Engineering tri-channel orthogonal luminescence in a single nanoparticle for information encryption

Abstract

Optical anti-counterfeiting technology based on the multicolor emission generated by the abundant energy levels of rare earth ions shows great potential in the face of increasing information security problems worldwide. However, it is not an easy task to achieve multi-channel orthogonal emissions in a single nanoparticle with a simple structure by a convenient method. In this work, we have successfully realized the tri-channel orthogonal emissions under three excitation wavelengths in NaErF₄@NaYF₄:Eu³⁺@NaBiF₄:Yb³⁺,Tm³⁺ core@shell@shell nanoparticles.

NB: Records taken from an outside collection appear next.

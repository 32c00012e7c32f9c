//! mcp-swcache server entry point.
//!
//! This is the main binary that boots the MCP server on stdio transport.
//! Logging goes to stderr to avoid interfering with the JSON-RPC protocol on stdout.

use std::sync::Arc;

use anyhow::Result;
use rmcp::service::serve_server;
use rmcp::transport::io::stdio;
use swcache_client::{FetchClient, FetchConfig, ServiceWorker};
use swcache_core::{AppConfig, CacheDb};
use tracing_subscriber::EnvFilter;

mod error;
mod handler;
mod tools;

#[tokio::main]
async fn main() -> Result<()> {
    tracing_subscriber::fmt()
        .with_env_filter(EnvFilter::from_default_env())
        .with_writer(std::io::stderr)
        .json()
        .init();

    let config = Arc::new(AppConfig::load()?);
    tracing::info!(
        cache_name = %config.cache_name,
        cache_version = %config.cache_version,
        db_path = %config.db_path.display(),
        "Starting mcp-swcache server on stdio transport"
    );

    let db = CacheDb::open(&config.db_path).await?;
    let fetcher = Arc::new(FetchClient::new(FetchConfig::from(config.as_ref()))?);
    let worker = Arc::new(ServiceWorker::new(config, db, fetcher).await?);

    // A failed install leaves the previous version serving.
    if let Err(e) = worker.start().await {
        tracing::error!(error = %e, "install failed");
    }

    let handler = handler::SwCacheServer::new(worker);
    let transport = stdio();
    let server = serve_server(handler, transport).await?;

    server.waiting().await?;

    Ok(())
}
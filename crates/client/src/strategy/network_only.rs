use swcache_core::{Error, Request, Strategy};

use super::{Served, StrategyEngine};

impl StrategyEngine {
    /// Pass the request straight to the network. Nothing is read or written.
    pub async fn network_only(&self, request: &Request) -> Result<Served, Error> {
        let response = self.fetcher.fetch(request).await?;
        Ok(Served::network(response, Strategy::NetworkOnly))
    }
}
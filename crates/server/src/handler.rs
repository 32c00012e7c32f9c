//! MCP server handler implementation.
//!
//! This module defines the main server handler that
//! routes tool calls to the appropriate implementations.
use std::sync::Arc;

use crate::tools::cache::{CacheGetParams, CachePurgeParams, get_impl, list_impl, purge_impl};
use crate::tools::lifecycle::{activate_impl, install_impl, release_clients_impl, status_impl};
use crate::tools::sw_fetch::{SwFetchParams, fetch_impl};

use rmcp::{
    ErrorData as McpError, ServerHandler,
    handler::server::{
        tool::{ToolCallContext, ToolRouter},
        wrapper::Parameters,
    },
    model::{
        CallToolRequestParam, CallToolResult, Implementation, ListToolsResult, PaginatedRequestParam, ProtocolVersion,
        ServerCapabilities, ServerInfo,
    },
    service::{RequestContext, RoleServer},
    tool, tool_router,
};
use swcache_client::ServiceWorker;

/// The main MCP server handler for mcp-swcache.
#[derive(Clone)]
pub struct SwCacheServer {
    worker: Arc<ServiceWorker>,
    tool_router: ToolRouter<Self>,
}

/// Tool router implementation using the #[tool_router] macro.
///
/// This macro generates the routing logic that maps tool names to handler methods.
#[tool_router]
impl SwCacheServer {
    /// Create a new server handler around a started worker.
    pub fn new(worker: Arc<ServiceWorker>) -> Self {
        Self { worker, tool_router: Self::tool_router() }
    }

    /// Route a request through the service worker.
    ///
    /// Each call runs on its own task, so a cancelled call never interrupts a
    /// cache write.
    #[tool(
        description = "Fetch a URL through the service worker cache. Applies the configured route strategy and reports whether the response came from the network or a cache partition."
    )]
    async fn sw_fetch(&self, params: Parameters<SwFetchParams>) -> Result<CallToolResult, McpError> {
        fetch_impl(&self.worker, params.0).await
    }

    #[tool(description = "Install the configured version: precache the manifest, then wait or activate.")]
    async fn sw_install(&self) -> Result<CallToolResult, McpError> {
        install_impl(&self.worker).await
    }

    #[tool(description = "Activate the waiting version and delete partitions of older versions.")]
    async fn sw_activate(&self) -> Result<CallToolResult, McpError> {
        activate_impl(&self.worker).await
    }

    #[tool(
        description = "Signal that all open clients have closed. Activates a waiting version; the next navigation is controlled."
    )]
    async fn sw_release_clients(&self) -> Result<CallToolResult, McpError> {
        release_clients_impl(&self.worker).await
    }

    #[tool(description = "Report the active and pending versions and whether clients are controlled.")]
    async fn sw_status(&self) -> Result<CallToolResult, McpError> {
        status_impl(&self.worker).await
    }

    #[tool(description = "List cache partitions of every version with their entry counts.")]
    async fn cache_list(&self) -> Result<CallToolResult, McpError> {
        list_impl(&self.worker).await
    }

    #[tool(description = "Look up the cache entry a URL maps to in a partition. Returns metadata without the body.")]
    async fn cache_get(&self, params: Parameters<CacheGetParams>) -> Result<CallToolResult, McpError> {
        get_impl(&self.worker, params.0).await
    }

    #[tool(description = "Delete a partition, trim it to max_entries, or drop partitions of stale versions.")]
    async fn cache_purge(&self, params: Parameters<CachePurgeParams>) -> Result<CallToolResult, McpError> {
        purge_impl(&self.worker, params.0).await
    }
}

impl ServerHandler for SwCacheServer {
    fn get_info(&self) -> ServerInfo {
        ServerInfo {
            server_info: Implementation {
                name: "mcp-swcache".into(),
                version: env!("CARGO_PKG_VERSION").into(),
                ..Default::default()
            },
            protocol_version: ProtocolVersion::LATEST,
            capabilities: ServerCapabilities::builder().enable_tools().build(),
            ..Default::default()
        }
    }

    async fn list_tools(
        &self, _request: Option<PaginatedRequestParam>, _context: RequestContext<RoleServer>,
    ) -> Result<ListToolsResult, rmcp::model::ErrorData> {
        Ok(ListToolsResult { meta: None, tools: self.tool_router.list_all(), next_cursor: None })
    }

    async fn call_tool(
        &self, request: CallToolRequestParam, context: RequestContext<RoleServer>,
    ) -> Result<CallToolResult, rmcp::model::ErrorData> {
        self.tool_router
            .call(ToolCallContext::new(self, request, context))
            .await
    }
}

In our design, the interlayer NaYF₄:Eu³⁺ plays the role of “one arrow aiming at three eagles”. First, it can enhance the upconversion luminescence intensity of NaErF₄. Next, it makes the emission color of Er³⁺ change from red to green by the energy transfer process between Er³⁺ and Eu³⁺. Finally, it can produce red emission under 395 nm light excitation. This selective excitation strategy enables R-G-B tri-channel orthogonal emissions in a single nanoparticle by simply changing the excitation wavelength, which is very suitable for high level optical information encryption. This work provides a simple and effective method for the design of smart luminescent materials, showing great potential for multi-level anti-counterfeiting and information security.